═══ PROVIDED RECORDS

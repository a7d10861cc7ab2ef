//! Remote command execution over the OpenSSH client.
//!
//! [`OpenSshExecutor`] drives the system `ssh`/`scp` binaries, adding
//! `sshpass -e` in front when a password is set. Session failures are
//! classified from the client's exit status (255 for ssh/scp, 5 for a
//! rejected sshpass password) and its stderr.

use async_trait::async_trait;
use std::io::Write;
use std::path::{Path, PathBuf};
use std::process::Output;
use std::time::Duration;
use tempfile::NamedTempFile;
use tokio::process::Command;
use tracing::{debug, instrument, warn};

use crate::error::SessionError;
use crate::traits::CommandExecutor;

/// Exit status the OpenSSH client uses for its own errors.
const SSH_CLIENT_ERROR: i32 = 255;

/// Exit status of sshpass for a rejected password.
const SSHPASS_BAD_PASSWORD: i32 = 5;

/// Options for one remote session.
#[derive(Debug, Clone, Default, PartialEq, Eq)]
pub struct SessionOptions {
    /// Password authentication
    pub password: Option<String>,
    /// Private key files
    pub keys: Vec<PathBuf>,
    /// Private keys held in memory
    pub key_data: Vec<String>,
    pub port: Option<u16>,
    /// ProxyCommand, `%h`/`%p` expanded by ssh
    pub proxy_command: Option<String>,
    /// Connect/overall timeout for the session
    pub timeout: Option<Duration>,
    /// Skip host key verification
    pub no_verify: bool,
}

/// Outcome of one remote command.
#[derive(Debug, Clone, Default, PartialEq, Eq)]
pub struct CommandResult {
    pub command: String,
    pub status: i32,
    pub stdout: String,
    pub stderr: String,
}

/// Proxy command that tunnels through the hypervisor host.
pub fn proxy_command(hypervisor_host: &str, hypervisor_user: Option<&str>) -> String {
    let user = hypervisor_user
        .map(|u| format!("-l {} ", u))
        .unwrap_or_default();
    format!("ssh {}{} nc %h %p", user, hypervisor_host)
}

/// Executor backed by the OpenSSH client binaries.
#[derive(Debug, Clone)]
pub struct OpenSshExecutor {
    ssh_path: String,
    scp_path: String,
    sshpass_path: String,
}

impl Default for OpenSshExecutor {
    fn default() -> Self {
        Self::new()
    }
}

impl OpenSshExecutor {
    pub fn new() -> Self {
        Self {
            ssh_path: "ssh".to_string(),
            scp_path: "scp".to_string(),
            sshpass_path: "sshpass".to_string(),
        }
    }

    /// Use a specific ssh binary.
    pub fn with_ssh(mut self, path: impl Into<String>) -> Self {
        self.ssh_path = path.into();
        self
    }

    /// Use a specific scp binary.
    pub fn with_scp(mut self, path: impl Into<String>) -> Self {
        self.scp_path = path.into();
        self
    }

    /// Options shared by ssh and scp. Returned key files must outlive the
    /// spawned process.
    fn common_args(
        options: &SessionOptions,
    ) -> Result<(Vec<String>, Vec<NamedTempFile>), SessionError> {
        let mut args = Vec::new();
        let mut key_files = Vec::new();

        if options.password.is_none() {
            args.extend(["-o".to_string(), "BatchMode=yes".to_string()]);
        }
        if let Some(timeout) = options.timeout {
            args.push("-o".to_string());
            args.push(format!("ConnectTimeout={}", timeout.as_secs().max(1)));
        }
        if options.no_verify {
            args.extend([
                "-o".to_string(),
                "StrictHostKeyChecking=no".to_string(),
                "-o".to_string(),
                "UserKnownHostsFile=/dev/null".to_string(),
            ]);
        }
        if let Some(proxy) = &options.proxy_command {
            args.push("-o".to_string());
            args.push(format!("ProxyCommand={}", proxy));
        }
        for key in &options.keys {
            args.push("-i".to_string());
            args.push(key.to_string_lossy().to_string());
        }
        for data in &options.key_data {
            // NamedTempFile is created 0600, which ssh requires for keys
            let mut file = NamedTempFile::new()
                .map_err(|e| SessionError::Other(format!("failed to stage key: {}", e)))?;
            file.write_all(data.as_bytes())
                .map_err(|e| SessionError::Other(format!("failed to stage key: {}", e)))?;
            args.push("-i".to_string());
            args.push(file.path().to_string_lossy().to_string());
            key_files.push(file);
        }

        Ok((args, key_files))
    }

    fn command(&self, program: &str, options: &SessionOptions) -> Command {
        let mut cmd = match &options.password {
            Some(password) => {
                let mut cmd = Command::new(&self.sshpass_path);
                cmd.arg("-e").arg(program).env("SSHPASS", password);
                cmd
            }
            None => Command::new(program),
        };
        cmd.kill_on_drop(true);
        cmd
    }

    async fn output(mut cmd: Command, timeout: Option<Duration>) -> Result<Output, SessionError> {
        let fut = cmd.output();
        let output = match timeout {
            // The session timeout covers connect; allow the command itself a bit longer.
            Some(t) => tokio::time::timeout(t * 2, fut)
                .await
                .map_err(|_| SessionError::Timeout)?,
            None => fut.await,
        };
        output.map_err(|e| SessionError::Other(format!("failed to spawn ssh client: {}", e)))
    }
}

/// Map a failed client invocation to a session error, if it is one.
pub(crate) fn classify_session_failure(
    status: Option<i32>,
    stderr: &str,
    with_password: bool,
) -> Option<SessionError> {
    if with_password && status == Some(SSHPASS_BAD_PASSWORD) {
        return Some(SessionError::AuthenticationFailed);
    }
    if status != Some(SSH_CLIENT_ERROR) {
        return None;
    }

    let lower = stderr.to_lowercase();
    let err = if lower.contains("connection refused") {
        SessionError::ConnectionRefused
    } else if lower.contains("permission denied")
        || lower.contains("authentication failed")
        || lower.contains("too many authentication failures")
    {
        SessionError::AuthenticationFailed
    } else if lower.contains("timed out") {
        SessionError::Timeout
    } else {
        SessionError::Other(stderr.trim().to_string())
    };
    Some(err)
}

fn destination(host: &str, user: Option<&str>) -> String {
    match user {
        Some(user) => format!("{}@{}", user, host),
        None => host.to_string(),
    }
}

#[async_trait]
impl CommandExecutor for OpenSshExecutor {
    #[instrument(skip(self, options, commands), fields(host = %host, count = commands.len()))]
    async fn run(
        &self,
        host: &str,
        user: Option<&str>,
        options: &SessionOptions,
        commands: &[String],
    ) -> Result<Vec<CommandResult>, SessionError> {
        let mut results = Vec::with_capacity(commands.len());

        for command in commands {
            let (args, _key_files) = Self::common_args(options)?;
            let mut cmd = self.command(&self.ssh_path, options);
            cmd.args(&args);
            if let Some(port) = options.port {
                cmd.arg("-p").arg(port.to_string());
            }
            cmd.arg(destination(host, user)).arg(command);

            debug!(command = %command, "Running remote command");
            let output = Self::output(cmd, options.timeout).await?;
            let stderr = String::from_utf8_lossy(&output.stderr).to_string();

            if let Some(err) =
                classify_session_failure(output.status.code(), &stderr, options.password.is_some())
            {
                warn!(error = %err, "ssh session failed");
                return Err(err);
            }

            results.push(CommandResult {
                command: command.clone(),
                status: output.status.code().unwrap_or(-1),
                stdout: String::from_utf8_lossy(&output.stdout).to_string(),
                stderr,
            });
        }

        Ok(results)
    }

    #[instrument(skip(self, options), fields(host = %host, local = %local_path.display()))]
    async fn upload(
        &self,
        host: &str,
        user: Option<&str>,
        options: &SessionOptions,
        local_path: &Path,
        remote_path: &str,
    ) -> Result<(), SessionError> {
        let (args, _key_files) = Self::common_args(options)?;
        let mut cmd = self.command(&self.scp_path, options);
        cmd.args(&args);
        if let Some(port) = options.port {
            cmd.arg("-P").arg(port.to_string());
        }
        cmd.arg(local_path)
            .arg(format!("{}:{}", destination(host, user), remote_path));

        let output = Self::output(cmd, options.timeout).await?;
        if output.status.success() {
            return Ok(());
        }

        let stderr = String::from_utf8_lossy(&output.stderr).to_string();
        Err(
            classify_session_failure(output.status.code(), &stderr, options.password.is_some())
                .unwrap_or_else(|| SessionError::Other(stderr.trim().to_string())),
        )
    }
}
#[async_trait]
impl HypervisorConnection for MockConnection {
    async fn define_domain(&self, xml: &str) -> ConnectionResult<DomainHandle> {
        self.add_domain("define_domain", xml, true)
    }

    async fn create_domain(&self, xml: &str) -> ConnectionResult<DomainHandle> {
        self.add_domain("create_domain", xml, false)
    }

    #[instrument(skip(self), fields(vm_id = %uuid))]
    async fn domain_action(&self, uuid: &str, action: DomainAction) -> ConnectionResult<bool> {
        let mut state = self.enter("domain_action", &format!("{}:{}", uuid, action))?;

        let domain = state
            .domains
            .get_mut(uuid)
            .ok_or_else(|| ConnectionError::NotFound(format!("domain {}", uuid)))?;

        match action {
            DomainAction::Create | DomainAction::Reboot | DomainAction::Resume => {
                domain.state = DomainState::Running;
            }
            DomainAction::Destroy | DomainAction::Shutdown => {
                domain.state = DomainState::Shutoff;
                if !domain.persistent {
                    state.domains.remove(uuid);
                }
            }
            DomainAction::Suspend => domain.state = DomainState::Paused,
            DomainAction::Undefine => {
                state.domains.remove(uuid);
            }
        }

        debug!(action = %action, "Mock domain action applied");
        Ok(true)
    }

    async fn domain_info(&self, uuid: &str) -> ConnectionResult<DomainInfo> {
        let state = self.enter("domain_info", uuid)?;

        let domain = state
            .domains
            .get(uuid)
            .ok_or_else(|| ConnectionError::NotFound(format!("domain {}", uuid)))?;

        let active = matches!(
            domain.state,
            DomainState::Running | DomainState::Paused | DomainState::Blocked
        );

        Ok(DomainInfo {
            uuid: uuid.to_string(),
            name: domain.name.clone(),
            state: domain.state.clone(),
            active,
            cputime: if active { 1_500_000_000 } else { 0 },
            cpus: domain.cpus,
            memory_size: domain.memory_kib,
            max_memory_size: domain.memory_kib,
            persistent: domain.persistent,
            autostart: domain.autostart,
            os_type: Some("hvm".to_string()),
            nics: domain.nics.clone(),
            volume_paths: domain.volume_paths.clone(),
            display: Some(domain.display.clone()),
        })
    }

    async fn update_autostart(&self, uuid: &str, autostart: bool) -> ConnectionResult<()> {
        let mut state = self.enter("update_autostart", &format!("{}:{}", uuid, autostart))?;
        let domain = state
            .domains
            .get_mut(uuid)
            .ok_or_else(|| ConnectionError::NotFound(format!("domain {}", uuid)))?;
        domain.autostart = autostart;
        Ok(())
    }

    async fn update_display(&self, uuid: &str, display: &Display) -> ConnectionResult<()> {
        let mut state = self.enter("update_display", uuid)?;
        let domain = state
            .domains
            .get_mut(uuid)
            .ok_or_else(|| ConnectionError::NotFound(format!("domain {}", uuid)))?;
        domain.display = display.clone();
        Ok(())
    }

    async fn list_volumes(&self, filter: &VolumeFilter) -> ConnectionResult<Vec<Volume>> {
        let state = self.enter("list_volumes", "")?;
        Ok(state.volumes.iter().filter(|v| filter.matches(v)).cloned().collect())
    }

    #[instrument(skip(self, options), fields(volume = %options.name))]
    async fn create_volume(&self, options: &VolumeOptions) -> ConnectionResult<Volume> {
        let mut state = self.enter("create_volume", &options.name)?;

        if state.volumes.iter().any(|v| v.name == options.name) {
            return Err(ConnectionError::Failed(format!(
                "storage volume '{}' exists already",
                options.name
            )));
        }

        let pool = options.pool_name.clone().unwrap_or_else(|| "default".to_string());
        let volume = Volume {
            name: options.name.clone(),
            path: Some(format!("{}/{}", MOCK_POOL_DIR, options.name)),
            pool_name: Some(pool),
            capacity: options.capacity.clone(),
            allocation: options.allocation.clone(),
            format_type: options.format_type.clone(),
            backing_volume: None,
        };
        state.volumes.push(volume.clone());

        Ok(volume)
    }

    #[instrument(skip(self, source), fields(source = %source.name, target = %name))]
    async fn clone_volume(&self, source: &Volume, name: &str) -> ConnectionResult<Volume> {
        let mut state = self.enter("clone_volume", &format!("{}:{}", source.name, name))?;

        if !state.volumes.iter().any(|v| v.name == source.name) {
            return Err(ConnectionError::NotFound(format!("storage volume '{}'", source.name)));
        }
        if state.volumes.iter().any(|v| v.name == name) {
            return Err(ConnectionError::Failed(format!(
                "storage volume '{}' exists already",
                name
            )));
        }

        let volume = Volume {
            name: name.to_string(),
            path: Some(format!("{}/{}", MOCK_POOL_DIR, name)),
            backing_volume: Some(source.name.clone()),
            ..source.clone()
        };
        state.volumes.push(volume.clone());

        Ok(volume)
    }

    async fn upload_volume(&self, volume: &Volume, image: &Path) -> ConnectionResult<()> {
        let size = std::fs::metadata(image)
            .map_err(|e| ConnectionError::Failed(format!("cannot read {}: {}", image.display(), e)))?
            .len();

        let mut state = self.enter("upload_volume", &volume.name)?;
        if !state.volumes.iter().any(|v| v.name == volume.name) {
            return Err(ConnectionError::NotFound(format!("storage volume '{}'", volume.name)));
        }
        state.uploads.insert(volume.name.clone(), size);
        Ok(())
    }

    async fn delete_volume(&self, volume: &Volume) -> ConnectionResult<()> {
        let mut state = self.enter("delete_volume", &volume.name)?;

        let before = state.volumes.len();
        state.volumes.retain(|v| v.name != volume.name);
        if state.volumes.len() == before {
            return Err(ConnectionError::NotFound(format!("storage volume '{}'", volume.name)));
        }
        Ok(())
    }

    async fn list_networks(&self) -> ConnectionResult<Vec<VirtualNetwork>> {
        let state = self.enter("list_networks", "")?;
        Ok(state.networks.clone())
    }

    async fn network_dhcp_leases(&self, network: &str, mac: &str) -> ConnectionResult<LeaseQuery> {
        let state = self.enter("network_dhcp_leases", &format!("{}:{}", network, mac))?;

        if !state.leases_supported {
            return Ok(LeaseQuery::Unsupported);
        }
        if !state.networks.iter().any(|n| n.name == network) {
            return Err(ConnectionError::NotFound(format!("network '{}'", network)));
        }

        let leases = state
            .leases
            .get(network)
            .map(|all| all.iter().filter(|l| l.mac == mac).cloned().collect())
            .unwrap_or_default();

        Ok(LeaseQuery::Supported(leases))
    }

    async fn lib_version(&self) -> ConnectionResult<u64> {
        let state = self.enter("lib_version", "")?;
        Ok(state.lib_version)
    }

    fn uri(&self) -> &ConnectionUri {
        &self.uri
    }
}
//! Collaborator interfaces.
//!
//! A [`Server`](crate::Server) never talks to libvirt, ssh or ISO tooling
//! directly. It goes through these traits so that backends can be swapped
//! (`virsh`, OpenSSH, genisoimage in production; the in-memory doubles in
//! [`mock`](crate::mock) for tests).

use async_trait::async_trait;
use std::path::{Path, PathBuf};

use crate::error::{ConnectionError, SessionError};
use crate::remote::{CommandResult, SessionOptions};
use crate::types::*;
use crate::uri::ConnectionUri;

/// Result type for hypervisor connection calls.
pub type ConnectionResult<T> = std::result::Result<T, ConnectionError>;

/// Connection to a libvirt hypervisor.
#[async_trait]
pub trait HypervisorConnection: Send + Sync {
    // =========================================================================
    // Domains
    // =========================================================================

    /// Define a persistent domain from XML.
    async fn define_domain(&self, xml: &str) -> ConnectionResult<DomainHandle>;

    /// Create and start a transient domain from XML.
    async fn create_domain(&self, xml: &str) -> ConnectionResult<DomainHandle>;

    /// Apply a lifecycle action to the domain with the given UUID.
    ///
    /// Returns the hypervisor's outcome for the action.
    async fn domain_action(&self, uuid: &str, action: DomainAction) -> ConnectionResult<bool>;

    /// Read the authoritative state of a domain.
    async fn domain_info(&self, uuid: &str) -> ConnectionResult<DomainInfo>;

    async fn update_autostart(&self, uuid: &str, autostart: bool) -> ConnectionResult<()>;

    /// Replace the graphics device settings of a domain.
    async fn update_display(&self, uuid: &str, display: &Display) -> ConnectionResult<()>;

    // =========================================================================
    // Storage
    // =========================================================================

    async fn list_volumes(&self, filter: &VolumeFilter) -> ConnectionResult<Vec<Volume>>;

    async fn create_volume(&self, options: &VolumeOptions) -> ConnectionResult<Volume>;

    /// Clone `source` into a new volume named `name` in the same pool.
    async fn clone_volume(&self, source: &Volume, name: &str) -> ConnectionResult<Volume>;

    /// Upload a local file as the content of `volume`.
    async fn upload_volume(&self, volume: &Volume, image: &Path) -> ConnectionResult<()>;

    async fn delete_volume(&self, volume: &Volume) -> ConnectionResult<()>;

    // =========================================================================
    // Networks
    // =========================================================================

    async fn list_networks(&self) -> ConnectionResult<Vec<VirtualNetwork>>;

    /// DHCP leases of `network`, filtered by `mac`.
    ///
    /// Connections that cannot report leases answer
    /// [`LeaseQuery::Unsupported`] instead of failing.
    async fn network_dhcp_leases(&self, network: &str, mac: &str) -> ConnectionResult<LeaseQuery>;

    // =========================================================================
    // Connection metadata
    // =========================================================================

    /// libvirt library version, `major * 1_000_000 + minor * 1_000 + release`.
    async fn lib_version(&self) -> ConnectionResult<u64>;

    fn uri(&self) -> &ConnectionUri;
}

/// Executes commands on a remote host over an authenticated session.
#[async_trait]
pub trait CommandExecutor: Send + Sync {
    /// Run each command in order on `host` as `user`.
    ///
    /// Returns one result per command. A non-zero exit status is a result,
    /// not an error; errors are reserved for session failures.
    async fn run(
        &self,
        host: &str,
        user: Option<&str>,
        options: &SessionOptions,
        commands: &[String],
    ) -> std::result::Result<Vec<CommandResult>, SessionError>;

    /// Copy a local file to `remote_path` on `host`.
    async fn upload(
        &self,
        host: &str,
        user: Option<&str>,
        options: &SessionOptions,
        local_path: &Path,
        remote_path: &str,
    ) -> std::result::Result<(), SessionError>;
}

/// Produces first-boot configuration images.
#[async_trait]
pub trait ImageBuilder: Send + Sync {
    /// Package `user-data` and `meta-data` from `source_dir` into an ISO9660
    /// image with volume id `cidata`.
    ///
    /// The image is written next to `source_dir` (`<source_dir>.iso`), so a
    /// caller that scopes `source_dir`'s parent cleans up both.
    async fn build(&self, source_dir: &Path) -> std::io::Result<PathBuf>;
}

══════

▸ **ACTIVITY**
Exactly one number is the expected answer: the count of lines in the entries where the word "instrument" is found.

▸ **EXPECTED ANSWER**
6